====== DATA EXCERPTS

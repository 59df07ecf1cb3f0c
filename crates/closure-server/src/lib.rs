pub mod error;
pub mod routes;
pub mod state;

use axum::routing::{get, post};
use axum::Router;
use closure_core::config::Settings;
use tower_http::cors::{Any, CorsLayer};
use tower_http::trace::TraceLayer;

/// Build the axum Router with all API routes and middleware.
/// Used by `serve()` and available for integration testing.
pub fn build_router(settings: Settings) -> Router {
    let app_state = state::AppState::new(settings);

    let cors = CorsLayer::new()
        .allow_origin(Any)
        .allow_methods(Any)
        .allow_headers(Any);

    Router::new()
        .route("/api/health", get(routes::health::health))
        // Catalog
        .route("/api/jira/labels", get(routes::catalog::list_labels))
        .route("/api/jira/components", get(routes::catalog::list_components))
        .route("/api/init-data", get(routes::catalog::init_data))
        // Ticket filters
        .route(
            "/api/jira/filter-tickets",
            post(routes::tickets::filter_tickets),
        )
        .route(
            "/api/filter-dev-released-tickets",
            post(routes::tickets::filter_dev_released),
        )
        .route(
            "/api/jira/release-version-missing",
            post(routes::tickets::release_version_missing),
        )
        // Bugs
        .route("/api/jira/found-bugs", post(routes::bugs::found_bugs))
        .route("/api/jira/previous-bugs", post(routes::bugs::previous_bugs))
        .route(
            "/api/previous-bugs-summary",
            post(routes::bugs::previous_bugs_summary),
        )
        // Summaries
        .route("/api/jira/summary", post(routes::summary::status_summary))
        .route("/api/summary", post(routes::summary::status_counts))
        .route(
            "/api/jira/tested-area",
            post(routes::summary::tested_area_digest),
        )
        // Notifications
        .route("/api/inform-dev", post(routes::notify::inform_developers))
        .route(
            "/api/jira/inform-dev",
            post(routes::notify::inform_developers_by_key),
        )
        .route(
            "/api/email-product-team",
            post(routes::notify::email_product_team),
        )
        // Closure email
        .route(
            "/api/closure-email/send",
            post(routes::closure::send_closure_email),
        )
        .route(
            "/api/closure-email/preview",
            post(routes::closure::preview_closure_email),
        )
        .route(
            "/api/generate-closure-email",
            post(routes::closure::generate_closure_email),
        )
        // Tracking issue
        .route("/api/jira/submit", post(routes::issues::submit_release))
        // Diagnostics
        .route("/api/jira/debug", get(routes::diagnostics::debug_sample))
        .route("/api/jira/test-jql", post(routes::diagnostics::test_jql))
        .layer(TraceLayer::new_for_http())
        .layer(cors)
        .with_state(app_state)
}

fn warn_partial_config(settings: &Settings) {
    if let Err(e) = settings.jira() {
        tracing::warn!("{e}; tracker endpoints will fail");
    }
    if let Err(e) = settings.smtp() {
        tracing::warn!("{e}; mail endpoints will fail");
    }
}

async fn shutdown_signal() {
    if let Err(e) = tokio::signal::ctrl_c().await {
        tracing::error!("failed to listen for ctrl-c: {e}");
    }
}

/// Start the closure API server on `host:port`.
pub async fn serve(settings: Settings, host: &str, port: u16) -> anyhow::Result<()> {
    let listener = tokio::net::TcpListener::bind((host, port)).await?;
    serve_on(settings, listener).await
}

/// Start the closure API server on a pre-bound listener.
///
/// Unlike `serve`, this accepts a `TcpListener` that was already bound so the
/// caller can read the actual port before starting (useful when `port = 0` and
/// the OS picks a free port).
pub async fn serve_on(settings: Settings, listener: tokio::net::TcpListener) -> anyhow::Result<()> {
    let addr = listener.local_addr()?;
    warn_partial_config(&settings);
    let app = build_router(settings);

    tracing::info!("closure API listening on http://{addr}");

    axum::serve(listener, app)
        .with_graceful_shutdown(shutdown_signal())
        .await?;
    Ok(())
}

============

TASK DIRECTIONS:
Which lines above contain the word "host"? Show each of them.

RESPONSE FOR THIS EXERCISE:
/// Start the closure API server on `host:port`.
pub async fn serve(settings: Settings, host: &str, port: u16) -> anyhow::Result<()> {
    let listener = tokio::net::TcpListener::bind((host, port)).await?;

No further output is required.